The Nokia 3210 has a total weight of 151 g. The handset measures 123.8 × 50.5 × 22.5 mm and features customizable fascias that clip on. It was thinner than previous Nokia models.

It was the first mass market phone with an internal antenna, a feature that had been introduced by Nokia on the luxury phone Nokia 8810 in 1998.

== Features ==
Three games came preinstalled: Snake, Memory (pairs-memory game), and Rotation. The inclusion of these games contributed to high sales within a rapidly expanding youth market. Some versions of the 3210 included the "hidden" games React and Logic, which could be activated by special software using a data cable.

The 3210 was the first device to come preloaded with Nokia's Composer software, allowing users to manually "compose" monotone ringtones. It was also possible to send ringtones to another Nokia phone.

Picture messages sent via the SMS texting service were implemented on the handset, enabling users to send preinstalled pictures to one another. These included a "Happy Birthday" picture, among others.

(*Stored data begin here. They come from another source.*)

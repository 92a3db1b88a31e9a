use std::fmt;

#[derive(Debug, Clone, Copy, PartialEq, Eq)]
pub enum Severity {
    Error,
    Warning,
    Info,
}

impl fmt::Display for Severity {
    fn fmt(&self, f: &mut fmt::Formatter<'_>) -> fmt::Result {
        match self {
            Severity::Error => write!(f, "error"),
            Severity::Warning => write!(f, "warning"),
            Severity::Info => write!(f, "info"),
        }
    }
}

/// A renderable report. Errors in this language are line-granular, so the
/// diagnostic points at a whole source line rather than a byte span.
#[derive(Debug, Clone)]
pub struct Diagnostic {
    pub severity: Severity,
    pub code: Option<String>,
    pub message: String,
    pub line: Option<usize>,
    pub notes: Vec<String>,
}

impl Diagnostic {
    pub fn error(message: impl Into<String>) -> Self {
        Self {
            severity: Severity::Error,
            code: None,
            message: message.into(),
            line: None,
            notes: Vec::new(),
        }
    }

    pub fn warning(message: impl Into<String>) -> Self {
        Self {
            severity: Severity::Warning,
            code: None,
            message: message.into(),
            line: None,
            notes: Vec::new(),
        }
    }

    pub fn with_code(mut self, code: impl Into<String>) -> Self {
        self.code = Some(code.into());
        self
    }

    pub fn with_line(mut self, line: usize) -> Self {
        self.line = Some(line);
        self
    }

    pub fn with_note(mut self, note: impl Into<String>) -> Self {
        self.notes.push(note.into());
        self
    }

    pub fn with_help(mut self, help: impl Into<String>) -> Self {
        self.notes.push(format!("help: {}", help.into()));
        self
    }
}

fn source_line(source: &str, line_num: usize) -> Option<&str> {
    source.lines().nth(line_num.saturating_sub(1))
}

pub struct DiagnosticRenderer<'a> {
    source: &'a str,
    file_name: &'a str,
    use_color: bool,
}

impl<'a> DiagnosticRenderer<'a> {
    pub fn new(source: &'a str, file_name: &'a str, use_color: bool) -> Self {
        Self {
            source,
            file_name,
            use_color,
        }
    }

    pub fn render(&self, diagnostic: &Diagnostic) -> String {
        let mut output = String::new();

        let severity_str = match diagnostic.severity {
            Severity::Error => self.style_red_bold("error"),
            Severity::Warning => self.style_yellow_bold("warning"),
            Severity::Info => self.style_blue("info"),
        };
        if let Some(code) = &diagnostic.code {
            output.push_str(&format!(
                "{}[{}]: {}\n",
                severity_str,
                code,
                self.style_bold(&diagnostic.message)
            ));
        } else {
            output.push_str(&format!(
                "{}: {}\n",
                severity_str,
                self.style_bold(&diagnostic.message)
            ));
        }

        if let Some(line_num) = diagnostic.line {
            output.push_str(&format!(
                "  {} {}:{}\n",
                self.style_blue("-->"),
                self.file_name,
                line_num
            ));

            if let Some(content) = source_line(self.source, line_num) {
                let width = line_num.to_string().len();
                output.push_str(&format!("{} {}\n", " ".repeat(width + 1), self.style_blue("|")));
                output.push_str(&format!(
                    "{:>width$} {} {}\n",
                    self.style_blue(&line_num.to_string()),
                    self.style_blue("|"),
                    content,
                    width = width + 1
                ));
                let trimmed_len = content.trim_end().len().max(1);
                let leading = content.len() - content.trim_start().len();
                let carets = "^".repeat(trimmed_len.saturating_sub(leading).max(1));
                output.push_str(&format!(
                    "{} {} {}{}\n",
                    " ".repeat(width + 1),
                    self.style_blue("|"),
                    " ".repeat(leading),
                    self.style_red(&carets)
                ));
            }
        }

        for note in &diagnostic.notes {
            let prefix = if note.starts_with("help:") {
                self.style_cyan("=")
            } else {
                self.style_blue("=")
            };
            output.push_str(&format!("  {} {}\n", prefix, note));
        }

        output
    }

    fn style_red(&self, s: &str) -> String {
        if self.use_color {
            format!("\x1b[31m{}\x1b[0m", s)
        } else {
            s.to_string()
        }
    }

    fn style_red_bold(&self, s: &str) -> String {
        if self.use_color {
            format!("\x1b[1;31m{}\x1b[0m", s)
        } else {
            s.to_string()
        }
    }

    fn style_yellow_bold(&self, s: &str) -> String {
        if self.use_color {
            format!("\x1b[1;33m{}\x1b[0m", s)
        } else {
            s.to_string()
        }
    }

    fn style_blue(&self, s: &str) -> String {
        if self.use_color {
            format!("\x1b[34m{}\x1b[0m", s)
        } else {
            s.to_string()
        }
    }

    fn style_cyan(&self, s: &str) -> String {
        if self.use_color {
            format!("\x1b[36m{}\x1b[0m", s)
        } else {
            s.to_string()
        }
    }

    fn style_bold(&self, s: &str) -> String {
        if self.use_color {
            format!("\x1b[1m{}\x1b[0m", s)
        } else {
            s.to_string()
        }
    }
}

pub fn render_diagnostics(
    source: &str,
    file_name: &str,
    diagnostics: &[Diagnostic],
    use_color: bool,
) -> String {
    let renderer = DiagnosticRenderer::new(source, file_name, use_color);
    let mut output = String::new();

    for diagnostic in diagnostics {
        output.push_str(&renderer.render(diagnostic));
        output.push('\n');
    }

    let error_count = diagnostics
        .iter()
        .filter(|d| d.severity == Severity::Error)
        .count();
    if error_count > 0 {
        output.push_str(&format!(
            "error: aborting due to {} error{}\n",
            error_count,
            if error_count == 1 { "" } else { "s" }
        ));
    }

    output
}

#[cfg(test)]
mod tests {
    use super::*;

    #[test]
    fn test_source_line_lookup() {
        let source = "Declare Integer x\nSet x = 1\nDisplay x";
        assert_eq!(source_line(source, 1), Some("Declare Integer x"));
        assert_eq!(source_line(source, 3), Some("Display x"));
        assert_eq!(source_line(source, 4), None);
    }

    #[test]
    fn test_render_with_line() {
        let source = "Set x = 1 / 0\n";
        let diagnostic = Diagnostic::error("Division by zero")
            .with_code("E0204")
            .with_line(1);
        let renderer = DiagnosticRenderer::new(source, "program", false);
        let output = renderer.render(&diagnostic);

        assert!(output.contains("error[E0204]"));
        assert!(output.contains("Division by zero"));
        assert!(output.contains("program:1"));
        assert!(output.contains("Set x = 1 / 0"));
    }

    #[test]
    fn test_render_without_line() {
        let diagnostic = Diagnostic::error("Program stopped by user");
        let renderer = DiagnosticRenderer::new("", "program", false);
        let output = renderer.render(&diagnostic);
        assert!(output.starts_with("error: Program stopped by user"));
    }
}
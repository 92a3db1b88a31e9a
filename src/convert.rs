//! Textual conversions: validation of user input against declared types and
//! currency rendering for the `currencyFormat` builtin.

use crate::ast::DataType;
use crate::value::Value;

/// `^-?\d+$`
pub fn is_integer_literal(s: &str) -> bool {
    let digits = s.strip_prefix('-').unwrap_or(s);
    !digits.is_empty() && digits.bytes().all(|b| b.is_ascii_digit())
}

/// `^-?\d+(\.\d+)?$`
pub fn is_real_literal(s: &str) -> bool {
    let body = s.strip_prefix('-').unwrap_or(s);
    match body.split_once('.') {
        None => !body.is_empty() && body.bytes().all(|b| b.is_ascii_digit()),
        Some((whole, frac)) => {
            !whole.is_empty()
                && !frac.is_empty()
                && whole.bytes().all(|b| b.is_ascii_digit())
                && frac.bytes().all(|b| b.is_ascii_digit())
        }
    }
}

/// Validate one line of user input against a declared type. `None` means the
/// text does not satisfy the type and the caller should reprompt. String
/// targets accept anything, whitespace preserved; `Auto` targets take the
/// narrowest numeric reading, falling back to String.
pub fn parse_input(text: &str, data_type: DataType) -> Option<Value> {
    match data_type {
        DataType::Integer => {
            if is_integer_literal(text) {
                text.parse::<f64>().ok().map(Value::integer)
            } else {
                None
            }
        }
        DataType::Real => {
            if is_real_literal(text) {
                text.parse::<f64>().ok().map(Value::real)
            } else {
                None
            }
        }
        DataType::String => Some(Value::string(text)),
        DataType::Auto => {
            if is_integer_literal(text) {
                text.parse::<f64>().ok().map(Value::integer)
            } else if is_real_literal(text) {
                text.parse::<f64>().ok().map(Value::real)
            } else {
                Some(Value::string(text))
            }
        }
    }
}

/// USD rendering with thousands grouping and two decimals: `$1,234.50`,
/// negatives as `-$1,234.50`.
pub fn format_currency(amount: f64) -> String {
    let negative = amount < 0.0;
    let cents = (amount.abs() * 100.0).round() as i64;
    let dollars = cents / 100;
    let rem = cents % 100;

    let digits = dollars.to_string();
    let mut grouped = String::with_capacity(digits.len() + digits.len() / 3);
    for (i, ch) in digits.chars().enumerate() {
        if i > 0 && (digits.len() - i) % 3 == 0 {
            grouped.push(',');
        }
        grouped.push(ch);
    }

    format!(
        "{}${}.{:02}",
        if negative { "-" } else { "" },
        grouped,
        rem
    )
}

The 3210 was originally designed with a vibrate alert function. However, Nokia decided not to implement this feature on some handsets in certain jurisdictions. A few months after its UK release, some mobile phone repair shops offered customers an upgrade to the vibrate function for a small fee.

== Handset specifications ==
- Standby time (h): 55–260
- Talk time (min): 180–270
- Charge time (h): 4
- Ringtone composer
- Dual band: Yes
- Vibrating alert (optional)
- Speed dialing
- 3 games: Yes (note some models, like 3310)
- Internal antenna
- Green backlight
- Interchangeable fascias

== Reception ==

A combination of cutting-edge features, such as internal antennas and T9 text entry, ensured the 3210's huge commercial success. Much of the phone's success can also be attributed to an advertising campaign aimed predominantly at young people, a first in the mobile phone industry. The inclusion of three games, changeable "Xpress-on" covers (as seen on the previous Nokia 5110), an internal antenna, customizable ringtones, and competitive prices contributed to the handset's massive popularity among those aged 15–25.

With 160 million units sold, the 3210 is one of the most successful phones in history. It is considered one of the most significant handsets Nokia ever developed.

== Revival ==

In 2024, HMD Global released a new phone inspired by the Nokia 3210 as part of the Nokia Originals line.